Der Einsatz des pIOM ermöglicht bereits während Operationen von Darmkrebs eine Aussage über den Funktionserhalt des analen Schließmuskels, der Blasenmuskulatur sowie der Sexualfunktion zu treffen.[5] [6] Bei einer eventuellen Schädigung der gefährdeten Nervenstrukturen kann die Aussage über deren Funktion die Planung der postoperativen  Therapiemaßnahmen unterstützen.

Dem pIOM liegt die Methodik des intraoperativen Neuromonitorings zu Grunde. Dieses findet beispielsweise auch bei Operationen an der Halsschlagader ihren Einsatz.

 


Quellennachweise

1. Kneist, W., Heintz, A. & Junginger, T. Major urinary dysfunction after mesorectal excision for rectal carcinoma. Br. J. Surg. 92, 230–234 (2005).

2. Krebs – Startseite Zentrum für Krebsregisterdaten. Verfügbar unter: http://www.krebsdaten.de/Krebs/DE/Home/homepage_node.html. (Zuletzt abgerufen am: 06.11.2025).

3. Kauff, D. W. et al. Evaluation of two-dimensional intraoperative neuromonitoring for predicting urinary and anorectal function after rectal cancer surgery. Int. J. Colorectal Dis. 28, 659–664 (2013).

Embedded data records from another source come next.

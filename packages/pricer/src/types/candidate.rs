//! One product listing returned by a source for a query.

use serde::{Deserialize, Serialize};

/// A raw product candidate from a single site, prior to ranking.
///
/// Candidates are ephemeral: they feed the ranker for one query and are
/// not persisted. Prices are implicitly RUB.
#[derive(Debug, Clone, PartialEq, Serialize, Deserialize)]
pub struct Candidate {
    /// Product name as listed on the site.
    pub name: String,

    /// Listed price in rubles.
    pub price: f64,

    /// Direct link to the listing (or the search page if the site
    /// does not expose per-product links in its results).
    pub source_url: String,

    /// Site identifier, e.g. `"chipdip.ru"`.
    pub source_site: String,
}

impl Candidate {
    /// Create a new candidate.
    pub fn new(
        name: impl Into<String>,
        price: f64,
        source_url: impl Into<String>,
        source_site: impl Into<String>,
    ) -> Self {
        Self {
            name: name.into(),
            price,
            source_url: source_url.into(),
            source_site: source_site.into(),
        }
    }
}
//! Canonical forms for free-text comparison.
//!
//! Two forms coexist because they serve different call sites:
//! [`normalize`] is the aggressive scoring form (spacing and hyphens are
//! pure formatting noise for part codes), [`normalize_text`] is the
//! word-preserving parsing form used on descriptions.
//! Both are idempotent.

/// Scoring form: lowercase, hyphens and all whitespace removed.
///
/// `"RM1-1740 040CN"` and `"rm11740040cn"` normalize identically, so
/// formatting differences never dent a similarity score.
pub fn normalize(s: &str) -> String {
    s.to_lowercase()
        .chars()
        .filter(|c| *c != '-' && !c.is_whitespace())
        .collect()
}

/// Parsing form: lowercase, periods to spaces, whitespace collapsed,
/// trimmed. Word boundaries survive.
pub fn normalize_text(s: &str) -> String {
    let lowered = s.to_lowercase().replace('.', " ");
    lowered.split_whitespace().collect::<Vec<_>>().join(" ")
}

#[cfg(test)]
mod tests {
    use super::*;
    use proptest::prelude::*;

    #[test]
    fn test_normalize_strips_formatting() {
        assert_eq!(normalize("RM1-1740 040CN"), "rm11740040cn");
        assert_eq!(normalize("  Термоплёнка  HP  "), "термоплёнкаhp");
        assert_eq!(normalize(""), "");
    }

    #[test]
    fn test_normalize_text_collapses_whitespace() {
        assert_eq!(normalize_text("Шлейф  панели\tSharp"), "шлейф панели sharp");
        assert_eq!(normalize_text("арт. QCNW-0208FCZZ"), "арт qcnw-0208fczz");
        assert_eq!(normalize_text("   "), "");
    }

    proptest! {
        #[test]
        fn prop_normalize_idempotent(s in ".*") {
            let once = normalize(&s);
            prop_assert_eq!(normalize(&once), once);
        }

        #[test]
        fn prop_normalize_text_idempotent(s in ".*") {
            let once = normalize_text(&s);
            prop_assert_eq!(normalize_text(&once), once);
        }
    }
}
//! Similarity scoring between a query and a candidate product name.

use super::normalize::normalize;

/// Edit-distance similarity between a query and a candidate name,
/// scaled to 0-100 over the normalized forms.
///
/// An empty candidate scores 0. Strings that differ only in case,
/// spacing, or hyphenation score 100.
pub fn score(query: &str, candidate_name: &str) -> u8 {
    if candidate_name.trim().is_empty() {
        return 0;
    }

    let q = normalize(query);
    let n = normalize(candidate_name);
    if n.is_empty() {
        return 0;
    }

    let ratio = strsim::normalized_levenshtein(&q, &n);
    (ratio * 100.0).round().clamp(0.0, 100.0) as u8
}

#[cfg(test)]
mod tests {
    use super::*;
    use proptest::prelude::*;

    #[test]
    fn test_equal_after_normalization_scores_100() {
        assert_eq!(score("RM1-1740-040CN", "rm1 1740 040cn"), 100);
        assert_eq!(score("Термоплёнка HP", "термоплёнка hp"), 100);
    }

    #[test]
    fn test_empty_candidate_scores_0() {
        assert_eq!(score("RM1-1740-040CN", ""), 0);
        assert_eq!(score("RM1-1740-040CN", "   "), 0);
    }

    #[test]
    fn test_disjoint_strings_score_low() {
        let s = score("RM1-1740-040CN", "чернила для плоттера Epson");
        assert!(s < 30, "expected near-zero score, got {s}");
    }

    #[test]
    fn test_close_names_score_high() {
        let s = score(
            "Термоплёнка RM1-1740-040CN",
            "Термоплёнка RM1-1740-040CN для HP",
        );
        assert!(s >= 70, "expected acceptable score, got {s}");
    }

    proptest! {
        #[test]
        fn prop_score_bounded(q in ".*", n in ".*") {
            prop_assert!(score(&q, &n) <= 100);
        }

        #[test]
        fn prop_self_score_is_100(s in ".+") {
            // Anything with a non-empty normalized form matches itself.
            prop_assume!(!super::normalize(&s).is_empty());
            prop_assert_eq!(score(&s, &s), 100);
        }
    }
}
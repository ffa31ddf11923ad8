//! Identifier extraction from query lines.
//!
//! Two strategies coexist and are exposed independently:
//!
//! - the trailing-list strategy, used by the full structured parse:
//!   queries usually end in one or more slash-separated manufacturer
//!   codes (`"... RM1-1740-040CN/RM1-1740-000CN"`);
//! - the single-token strategy, used by simple lookups: the first run
//!   of six or more alphanumerics anywhere in the text.

use std::sync::LazyLock;

use regex::Regex;

use super::normalize::normalize_text;
use crate::types::ParsedQuery;

static TRAILING_IDENTIFIERS_RE: LazyLock<Regex> = LazyLock::new(|| {
    Regex::new(r"((?:[A-Za-z0-9-]+)(?:/[A-Za-z0-9-]+)*)\s*$").expect("valid regex")
});

static SINGLE_IDENTIFIER_RE: LazyLock<Regex> =
    LazyLock::new(|| Regex::new(r"[A-Za-z0-9]{6,}").expect("valid regex"));

/// Trailing-list strategy.
///
/// Returns the identifier tokens in left-to-right order together with
/// the remaining text (the matched suffix removed, trimmed). A suffix
/// with no ASCII letter or digit is pure punctuation, not an
/// identifier list; the text comes back untouched.
pub fn extract_trailing_identifiers(text: &str) -> (Vec<String>, String) {
    let text = text.trim();
    if let Some(m) = TRAILING_IDENTIFIERS_RE.find(text) {
        let suffix = m.as_str();
        if suffix.chars().any(|c| c.is_ascii_alphanumeric()) {
            let identifiers: Vec<String> = suffix
                .trim()
                .split('/')
                .map(str::trim)
                .filter(|t| !t.is_empty())
                .map(str::to_string)
                .collect();
            let rest = text[..m.start()].trim().to_string();
            return (identifiers, rest);
        }
    }
    (Vec::new(), text.to_string())
}

/// Single-token strategy: first run of 6+ alphanumeric characters.
pub fn extract_single_identifier(text: &str) -> Option<String> {
    SINGLE_IDENTIFIER_RE
        .find(text)
        .map(|m| m.as_str().to_string())
}

/// Full structured parse of one query line.
///
/// Strips the trailing identifier list, then splits the remainder into
/// a quantity/attribute word and a description, both normalized. Lines
/// that yield nothing parse to an empty [`ParsedQuery`]; the ranker
/// treats that as a normal no-match input, never a fault.
pub fn parse_query(line: &str) -> ParsedQuery {
    let (identifiers, rest) = extract_trailing_identifiers(line);

    let mut words = rest.splitn(2, char::is_whitespace);
    let quantity = words.next().unwrap_or("").trim();
    let description = words.next().unwrap_or("").trim();

    ParsedQuery {
        quantity: normalize_text(quantity),
        description: normalize_text(description),
        identifiers,
    }
}
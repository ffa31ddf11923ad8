//! Retry policy for transient fetch failures.

use std::time::Duration;

use rand::Rng;

use crate::error::AdapterError;

/// Exponential backoff with jitter for HTTP fetches.
///
/// Retries cover timeouts, transport errors, and throttling or server
/// status codes. Decode failures and client errors are permanent and
/// surface immediately.
#[derive(Debug, Clone, Copy)]
pub struct RetryPolicy {
    /// Total attempts including the first one. `1` disables retries.
    pub max_attempts: u32,
    /// Delay before the first retry; doubles each attempt.
    pub base_delay: Duration,
    /// Cap on the computed delay, before jitter.
    pub max_delay: Duration,
}

impl Default for RetryPolicy {
    fn default() -> Self {
        Self {
            max_attempts: 3,
            base_delay: Duration::from_millis(500),
            max_delay: Duration::from_secs(8),
        }
    }
}

impl RetryPolicy {
    pub fn new() -> Self {
        Self::default()
    }

    pub fn with_max_attempts(mut self, attempts: u32) -> Self {
        self.max_attempts = attempts.max(1);
        self
    }

    pub fn with_base_delay(mut self, delay: Duration) -> Self {
        self.base_delay = delay;
        self
    }

    /// Whether `error` is worth another attempt.
    pub fn is_retryable(&self, error: &AdapterError) -> bool {
        match error {
            AdapterError::Timeout { .. } | AdapterError::Http(_) => true,
            AdapterError::Status { code, .. } => *code == 429 || *code >= 500,
            AdapterError::Decode { .. } | AdapterError::InvalidUrl(_) | AdapterError::Json(_) => {
                false
            }
        }
    }

    /// Backoff delay before retry number `attempt` (1-based), with up
    /// to 20% random jitter to avoid synchronized retries across
    /// worker tasks.
    pub fn delay_for(&self, attempt: u32) -> Duration {
        let exp = attempt.saturating_sub(1).min(16);
        let base = self
            .base_delay
            .saturating_mul(2u32.saturating_pow(exp))
            .min(self.max_delay);
        let jitter = rand::thread_rng().gen_range(0.0..0.2);
        base.mul_f64(1.0 + jitter)
    }
}

#[cfg(test)]
mod tests {
    use super::*;

    #[test]
    fn test_delay_doubles_until_cap() {
        let policy = RetryPolicy {
            max_attempts: 5,
            base_delay: Duration::from_millis(100),
            max_delay: Duration::from_millis(350),
        };

        let d1 = policy.delay_for(1);
        let d2 = policy.delay_for(2);
        let d3 = policy.delay_for(3);
        assert!(d1 >= Duration::from_millis(100) && d1 < Duration::from_millis(121));
        assert!(d2 >= Duration::from_millis(200) && d2 < Duration::from_millis(241));
        // Capped at max_delay before jitter.
        assert!(d3 >= Duration::from_millis(350) && d3 < Duration::from_millis(421));
    }

    #[test]
    fn test_retryable_classification() {
        let policy = RetryPolicy::default();
        assert!(policy.is_retryable(&AdapterError::Timeout {
            site: "a.ru".to_string()
        }));
        assert!(policy.is_retryable(&AdapterError::Status {
            site: "a.ru".to_string(),
            code: 503
        }));
        assert!(policy.is_retryable(&AdapterError::Status {
            site: "a.ru".to_string(),
            code: 429
        }));
        assert!(!policy.is_retryable(&AdapterError::Status {
            site: "a.ru".to_string(),
            code: 404
        }));
        assert!(!policy.is_retryable(&AdapterError::Decode {
            site: "a.ru".to_string(),
            reason: "bad json".to_string()
        }));
    }

    #[test]
    fn test_min_one_attempt() {
        assert_eq!(RetryPolicy::new().with_max_attempts(0).max_attempts, 1);
    }
}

4. Kauff, D. W., Lang, H. & Kneist, W. Risk Factor Analysis for Newly Developed Urogenital Dysfunction after Total Mesorectal Excision and Impact of Pelvic Intraoperative Neuromonitoring – a Prospective 2-Year Follow-Up Study. J. Gastrointest. Surg. 21, 1038–1047 (2017).

5. Kneist, W., Kauff, D. W., Juhre, V., Hoffmann, K. P. & Lang, H. Is intraoperative neuromonitoring associated with better functional outcome in patients undergoing open TME? Eur. J. Surg. Oncol. EJSO 39, 994–999 (2013).

6. Kneist, W. et al. Intraoperative Monitoring of Bladder and Internal Anal Sphincter Innervation: A Predictor of Erectile Function following Low Anterior Rectal Resection for Rectal Cancer? Results of a Prospective Clinical Study. Dig. Surg. 30, 459–465 (2013).